E se ela fosse atropelada enquanto corria entre os carros? Teria culpa o motorista ou seria culpa exclusiva dela? Seria crime culposo ou doloso ou não seria crime atropelar uma menina maluca correndo entre carros para vender balas de café? Êpa! Código Penal na área... É, Código Penal também é Lei.
Cabeça de Juiz é um problema. Para cada situação, uma Lei. Para uma pobre menina vendendo balas, já apliquei a legislação Civil, Penal, Trabalhista e Consumidor. Além de viver procurando uma Lei para cada caso, Juiz também é condicionado a pensar em Direito privado, público, adjetivo, substantivo, material, objetivo, subjetivo..., como se isso fosse possível no mundo pós-moderno, industrializado, informatizado e globalizado...
Mas vamos voltar à menina das balinhas e seu bebê... Ora, se ela está grávida, então é pessoa humana do sexo feminino. É uma mulher, tem sentimentos e certamente tem um nome: Maria, Raquel, Júlia, Regina, Érica, Luana, Donatela, Flora, Amélia...? Não. Amélia, não!

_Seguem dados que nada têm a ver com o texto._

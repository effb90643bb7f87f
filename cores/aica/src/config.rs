// Copyright (c) 2024 Leela Aurelia, git@elia.garden
//
// Unless otherwise noted, this file is released and thus subject to the
// terms of the Mozilla Public License Version 2.0 (MPL-2.0) or the
// GNU General Public License Version 3 (GPL-3).
// If a copy of these licenses was not distributed with this file, you can
// obtain them at https://mozilla.org/MPL/2.0/ and http://www.gnu.org/licenses/.

use common::Time;

/// Ticks per second of the scheduler clock.
pub const SCHED_FREQUENCY: Time = 200_000_000;
/// Cycles per second of the ARM7.
pub const ARM7_FREQUENCY: Time = 45_000_000;

/// Configuration used when initializing the system.
/// These options don't change at runtime.
#[derive(Debug, Clone, PartialEq, Eq)]
#[cfg_attr(feature = "serde", derive(serde::Deserialize, serde::Serialize))]
#[cfg_attr(feature = "serde", serde(default))]
pub struct AicaConfig {
    /// Ticks per second of the clock all events are scheduled on.
    pub sched_frequency: Time,
    /// Clock ticks per ARM7 cycle.
    pub cpu_clock_scale: Time,
    /// Audio output sample rate. One sample interrupt per sample.
    pub sample_rate: Time,
    /// If the ARM7 should stay in reset until the host releases it.
    pub start_held_in_reset: bool,
}

impl AicaConfig {
    /// Clock ticks between two samples.
    pub fn sample_interval(&self) -> Time {
        (self.sched_frequency / self.sample_rate.max(1)).max(1)
    }

    /// Clock ticks per ARM7 cycle, at least one.
    pub fn cpu_scale(&self) -> Time {
        self.cpu_clock_scale.max(1)
    }
}

impl Default for AicaConfig {
    fn default() -> Self {
        Self {
            sched_frequency: SCHED_FREQUENCY,
            cpu_clock_scale: SCHED_FREQUENCY / ARM7_FREQUENCY,
            sample_rate: 44_100,
            start_held_in_reset: true,
        }
    }
}

#[cfg(test)]
mod test {
    use super::*;

    #[test]
    fn default_timings() {
        let config = AicaConfig::default();
        assert_eq!(config.cpu_scale(), 4);
        assert_eq!(config.sample_interval(), 4535);
    }

    #[test]
    fn degenerate_timings_clamp() {
        let config = AicaConfig {
            sched_frequency: 10,
            cpu_clock_scale: 0,
            sample_rate: 0,
            start_held_in_reset: false,
        };
        assert_eq!(config.cpu_scale(), 1);
        assert_eq!(config.sample_interval(), 10);

        let config = AicaConfig {
            sample_rate: 100,
            ..config
        };
        assert_eq!(config.sample_interval(), 1);
    }
}
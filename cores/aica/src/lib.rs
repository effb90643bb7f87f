// Copyright (c) 2024 Leela Aurelia, git@elia.garden
//
// Unless otherwise noted, this file is released and thus subject to the
// terms of the Mozilla Public License Version 2.0 (MPL-2.0) or the
// GNU General Public License Version 3 (GPL-3).
// If a copy of these licenses was not distributed with this file, you can
// obtain them at https://mozilla.org/MPL/2.0/ and http://www.gnu.org/licenses/.

#![no_std]

extern crate alloc;

use alloc::vec::Vec;

pub use arm7di;
use arm7di::{
    interface::{Bus, RwType},
    Address, Cpu,
};
use common::{components::scheduler::Clock, BusFault, Fault, Time};
pub use config::{AicaConfig, ARM7_FREQUENCY, SCHED_FREQUENCY};
pub use interrupts::Lines;
pub use memory::AicaBus;
use scheduling::Events;
pub use scheduling::AicaEvent;

pub mod addr;
mod config;
pub mod interrupts;
mod memory;
mod scheduling;

/// The sound processor: an ARM7DI with its wave memory, interrupt
/// controller and clock. Contains all state and is used for system
/// emulation.
#[cfg_attr(feature = "serde", derive(serde::Deserialize, serde::Serialize))]
pub struct Aica {
    pub cpu: Cpu<AicaBus>,
    pub clock: Clock<AicaEvent>,
    events: Events,
    config: AicaConfig,
    /// Samples produced since power on.
    samples: u64,
    /// Cleared by the pause event to end `run_for`.
    ticking: bool,
}

impl Aica {
    pub fn new(config: AicaConfig) -> Result<Self, Fault> {
        let mut clock = Clock::new(config.cpu_scale());
        let events = Events {
            pause: clock.register(AicaEvent::PauseEmulation)?,
            sample_tick: clock.register(AicaEvent::SampleTick)?,
        };
        // The sample tick never stops, so the clock always has a target.
        clock.schedule(events.sample_tick, config.sample_interval())?;

        let mut cpu = Cpu::new(AicaBus::new(config.start_held_in_reset));
        cpu.set_reset_line(config.start_held_in_reset);
        Ok(Self {
            cpu,
            clock,
            events,
            config,
            samples: 0,
            ticking: false,
        })
    }

    /// Run the CPU until the next event is due, then handle every event
    /// that is.
    pub fn advance(&mut self) -> Result<(), Fault> {
        self.cpu
            .run_until_target(&mut self.clock, self.config.cpu_scale())?;
        self.sync_reset_line();

        while let Some(id) = self.clock.pop_due()? {
            self.clock.kind(id).dispatch(self, id)?;
        }
        Ok(())
    }

    /// Advance the system by the given amount of clock ticks.
    /// A fault ends the run; it is logged and returned, the session is
    /// over after that.
    pub fn run_for(&mut self, ticks: Time) -> Result<(), Fault> {
        self.clock.schedule_in(self.events.pause, ticks)?;
        self.ticking = true;
        while self.ticking {
            if let Err(fault) = self.advance() {
                log::error!(
                    "AICA stopped at cycle {}: {fault}",
                    self.clock.cycle_stamp()
                );
                return Err(fault);
            }
        }
        Ok(())
    }

    /// Copy words into wave memory, little-endian.
    pub fn load_program(&mut self, at: u32, words: &[u32]) -> Result<(), BusFault> {
        let bytes: Vec<u8> = words.iter().flat_map(|w| w.to_le_bytes()).collect();
        self.cpu.bus.load_wave(at, &bytes)
    }

    /// Read from the ARM7's address space on behalf of the host.
    pub fn host_read<T: RwType>(&mut self, addr: u32) -> Result<T, BusFault> {
        self.cpu.bus.read(Address(addr))
    }

    /// Write to the ARM7's address space on behalf of the host.
    /// Writes to the reset register take effect immediately.
    pub fn host_write<T: RwType>(&mut self, addr: u32, value: T) -> Result<(), BusFault> {
        self.cpu.bus.write(Address(addr), value)?;
        self.sync_reset_line();
        Ok(())
    }

    /// Latch an interrupt line, as another part of the system would.
    pub fn raise_interrupt(&mut self, line: Lines) {
        self.cpu.bus.interrupts.raise(line);
    }

    pub fn samples(&self) -> u64 {
        self.samples
    }

    pub fn config(&self) -> &AicaConfig {
        &self.config
    }

    fn sync_reset_line(&mut self) {
        let held = self.cpu.bus.reset_held();
        if held == self.cpu.is_enabled() {
            self.cpu.set_reset_line(held);
        }
    }
}
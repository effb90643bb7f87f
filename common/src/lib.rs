// Copyright (c) 2024 Leela Aurelia, git@elia.garden
//
// Unless otherwise noted, this file is released and thus subject to the
// terms of the Mozilla Public License Version 2.0 (MPL-2.0) or the
// GNU General Public License Version 3 (GPL-3).
// If a copy of these licenses was not distributed with this file, you can
// obtain them at https://mozilla.org/MPL/2.0/ and http://www.gnu.org/licenses/.

#![no_std]

extern crate alloc;

pub use components::scheduler::Time;
pub use fault::{BusFault, Fault, IntegrityFault};

pub mod components;
pub mod fault;
pub mod numutil;
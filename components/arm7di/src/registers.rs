// Copyright (c) 2024 Leela Aurelia, git@elia.garden
//
// Unless otherwise noted, this file is released and thus subject to the
// terms of the Mozilla Public License Version 2.0 (MPL-2.0) or the
// GNU General Public License Version 3 (GPL-3).
// If a copy of these licenses was not distributed with this file, you can
// obtain them at https://mozilla.org/MPL/2.0/ and http://www.gnu.org/licenses/.

use core::{fmt::Display, ops::Index};

use bitmatch::bitmatch;
use common::numutil::NumExt;

use crate::memory::Address;

/// Macro for creating accessors for mode-dependent registers.
macro_rules! mode_reg {
    ($reg:ident, $get:ident, $set:ident) => {
        fn $get(&self) -> u32 {
            self.$reg[self.mode.bank()]
        }

        fn $set(&mut self, val: u32) {
            self.$reg[self.mode.bank()] = val;
        }
    };
}

#[derive(Debug, Copy, Clone, PartialEq, Eq)]
pub struct Register(pub u16);

impl Register {
    pub const SP: Register = Register(13);
    pub const LR: Register = Register(14);
    pub const PC: Register = Register(15);

    pub fn is_pc(&self) -> bool {
        self.0 == 15
    }

    pub fn from_rlist(rlist: u16) -> impl DoubleEndedIterator<Item = Register> {
        (0..16).map(Self).filter(move |r| rlist.is_bit(r.0))
    }
}

impl Display for Register {
    fn fmt(&self, f: &mut core::fmt::Formatter<'_>) -> core::fmt::Result {
        match self.0 {
            15 => write!(f, "pc"),
            14 => write!(f, "lr"),
            13 => write!(f, "sp"),
            r => write!(f, "r{r}"),
        }
    }
}

/// A register with values for FIQ and all other modes
#[derive(Clone, Copy, Default)]
#[cfg_attr(feature = "serde", derive(serde::Deserialize, serde::Serialize))]
struct FiqReg {
    reg: u32,
    fiq: u32,
}

/// A register with different values for the different CPU modes.
/// Indexed by [Mode::bank].
type ModeReg = [u32; 6];

/// The register file. `registers` always holds the registers visible
/// in the current mode; banked copies are swapped in and out on
/// mode switches.
#[derive(Clone, Copy, Default)]
#[cfg_attr(feature = "serde", derive(serde::Deserialize, serde::Serialize))]
pub struct Registers {
    registers: [u32; 16],
    fiqs: [FiqReg; 5],
    sp: ModeReg,
    lr: ModeReg,
    spsr: ModeReg,
    cpsr: u32,
    /// Always matches the mode bits of `cpsr`.
    mode: Mode,
}

impl Registers {
    #[inline]
    pub fn pc(&self) -> Address {
        Address(self.registers[15])
    }

    #[inline]
    pub fn cpsr(&self) -> u32 {
        self.cpsr
    }

    #[inline]
    pub fn set_lr(&mut self, value: Address) {
        self.registers[14] = value.0;
    }

    #[inline]
    pub fn set_pc(&mut self, value: Address) {
        self.registers[15] = value.0;
    }

    #[inline]
    pub fn bump_pc(&mut self, count: u32) -> Address {
        self.registers[15] = self.registers[15].wrapping_add(count);
        Address(self.registers[15])
    }

    /// Set a register. Setting the PC here does not touch the pipeline.
    #[inline]
    pub fn set(&mut self, reg: Register, value: u32) {
        self.registers[reg.0.us()] = value;
    }

    /// Get a register's value as seen one pipeline stage later (PC will be +12)
    pub fn reg_pc4(&self, reg: Register) -> u32 {
        if reg.is_pc() {
            self.registers[15].wrapping_add(4)
        } else {
            self[reg]
        }
    }

    mode_reg!(sp, cpsr_sp, set_cpsr_sp);
    mode_reg!(lr, cpsr_lr, set_cpsr_lr);

    /// Get the SPSR of the current mode, if it has one.
    pub fn spsr(&self) -> Option<u32> {
        self.mode.has_spsr().then(|| self.spsr[self.mode.bank()])
    }

    /// Set the SPSR of the current mode. Returns false if
    /// the current mode has none.
    pub fn set_spsr(&mut self, value: u32) -> bool {
        let has = self.mode.has_spsr();
        if has {
            self.spsr[self.mode.bank()] = value;
        }
        has
    }

    #[inline]
    pub fn is_flag(&self, flag: Flag) -> bool {
        self.cpsr.is_bit(flag as u16)
    }

    #[inline]
    pub fn set_flag(&mut self, flag: Flag, en: bool) {
        self.cpsr = self.cpsr.set_bit(flag as u16, en);
    }

    /// Get the current CPU mode.
    #[inline]
    pub fn mode(&self) -> Mode {
        self.mode
    }

    /// Set the mode bits inside CPSR.
    pub fn set_mode(&mut self, mode: Mode) {
        self.switch_cpsr((self.cpsr & !0x1F) | mode.to_u32(), mode);
    }

    /// Set the CPSR. This may only change flags; mode changes will not be
    /// handled.
    #[inline]
    pub(crate) fn set_cpsr_flags(&mut self, value: u32) {
        self.cpsr = (value & !0x1F) | (self.cpsr & 0x1F);
    }

    /// Set the CPSR. Needs to consider mode switches, in which case
    /// the current registers need to be copied.
    /// Fails with the offending mode bits if they encode no valid mode.
    pub fn set_cpsr(&mut self, value: u32) -> Result<(), u32> {
        let mode = Mode::get(value & 0x1F).ok_or(value & 0x1F)?;
        self.switch_cpsr(value, mode);
        Ok(())
    }

    fn switch_cpsr(&mut self, value: u32, mode: Mode) {
        for reg in 8..=12 {
            if self.mode == Mode::Fiq {
                self.fiqs[reg - 8].fiq = self.registers[reg];
            } else {
                self.fiqs[reg - 8].reg = self.registers[reg];
            }
        }
        self.set_cpsr_sp(self.registers[13]);
        self.set_cpsr_lr(self.registers[14]);

        self.cpsr = value;
        self.mode = mode;

        for reg in 8..=12 {
            self.registers[reg] = if self.mode == Mode::Fiq {
                self.fiqs[reg - 8].fiq
            } else {
                self.fiqs[reg - 8].reg
            };
        }
        self.registers[13] = self.cpsr_sp();
        self.registers[14] = self.cpsr_lr();
    }
}

/// Execution context of the CPU.
#[derive(Debug, Copy, Clone, Eq, PartialEq, Default)]
#[cfg_attr(feature = "serde", derive(serde::Deserialize, serde::Serialize))]
pub enum Mode {
    #[default]
    User,
    Fiq,
    Supervisor,
    Abort,
    Irq,
    Undefined,
    System,
}

impl Mode {
    /// Decode the mode bits of a status register.
    /// The 26-bit modes are treated as their 32-bit counterparts.
    #[bitmatch]
    pub fn get(n: u32) -> Option<Self> {
        #[bitmatch]
        match n {
            "0??00" => Some(Self::User),
            "0??01" => Some(Self::Fiq),
            "0??10" => Some(Self::Irq),
            "0??11" => Some(Self::Supervisor),
            "10000" => Some(Self::User),
            "10001" => Some(Self::Fiq),
            "10010" => Some(Self::Irq),
            "10011" => Some(Self::Supervisor),
            "10111" => Some(Self::Abort),
            "11011" => Some(Self::Undefined),
            "11111" => Some(Self::System),
            _ => None,
        }
    }

    pub fn to_u32(self) -> u32 {
        match self {
            Self::User => 0b10000,
            Self::Fiq => 0b10001,
            Self::Irq => 0b10010,
            Self::Supervisor => 0b10011,
            Self::Abort => 0b10111,
            Self::Undefined => 0b11011,
            Self::System => 0b11111,
        }
    }

    /// Index into the banked register arrays. User and System share a bank.
    fn bank(self) -> usize {
        match self {
            Self::User | Self::System => 0,
            Self::Fiq => 1,
            Self::Supervisor => 2,
            Self::Abort => 3,
            Self::Irq => 4,
            Self::Undefined => 5,
        }
    }

    pub fn has_spsr(self) -> bool {
        !matches!(self, Self::User | Self::System)
    }
}

/// Flags inside CPSR.
#[derive(Debug, Copy, Clone)]
pub enum Flag {
    Neg = 31,
    Zero = 30,
    Carry = 29,
    Overflow = 28,
    IrqDisable = 7,
    FiqDisable = 6,
}

impl Flag {
    pub fn mask(self) -> u32 {
        1 << self as u32
    }
}

impl Index<Register> for Registers {
    type Output = u32;

    fn index(&self, index: Register) -> &Self::Output {
        &self.registers[index.0.us()]
    }
}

Voltando às nossas leis: além de vendedora de balinhas de café na sinaleira, agora nossa menina também é uma pessoa humana. Então, posso pensar que ela tem Direitos? Será que ela sabe que tem Direitos? Será que ela sabe que a princípio a Lei é para todos? Que somos todos iguais perante a Lei? Deixa prá lá...
Lei e Direito sempre causa confusão nas pessoas. Por exemplo, aplicamos várias Leis enquanto pensávamos na menina que vende balinhas de café na sinaleira. São centenas ou milhares de Leis. Para cada problema, uma Lei. Nossa mentalidade legislativa é tão forte que pensamos na Lei como se o fato que ela regula fosse isolado do mundo social. É como se existisse apenas de um mundo das Leis. Está tudo normatizado... Certa vez ouvi Luis Alberto Warat dizer: “vamos brincar na floresta enquanto o normativismo não vem.” Que legal!
Com tanta lei, é como se nossa menina fosse também isolada do mundo, hermética, pura.... Como se o Direito fosse uma ciência pura, fora do mundo...
Mas o Direito não é a Lei? O Direito não é tudo que está posto nos Códigos e nas demais leis e normas? Vamos pensar mais um pouco...
Assim, por exemplo, vamos pensar que que a menina que vende balas de café na sinaleira está negociando e praticando atos jurídicos. Logo, podemos dizer que aí está presente o Direito? Sim, é certo. De outro lado, quando pensamos que uma adolescente de 15 anos está vendendo balinhas de café na sinaleira para sobreviver, que esta adolescente tem uma família, vive em uma sociedade, tem um nome, está grávida e é uma pessoa humana que tem direitos, podemos dizer que também aí está presente o Direito. Ora, se é assim, então o Direito é maior do que a Lei? Sim, é certo.
De fato, agora podemos pensar em Direitos (dos) Humanos, Direitos Fundamentais, Direitos Constitucionais, dignidade da pessoa humana, cidadania, solidariedade...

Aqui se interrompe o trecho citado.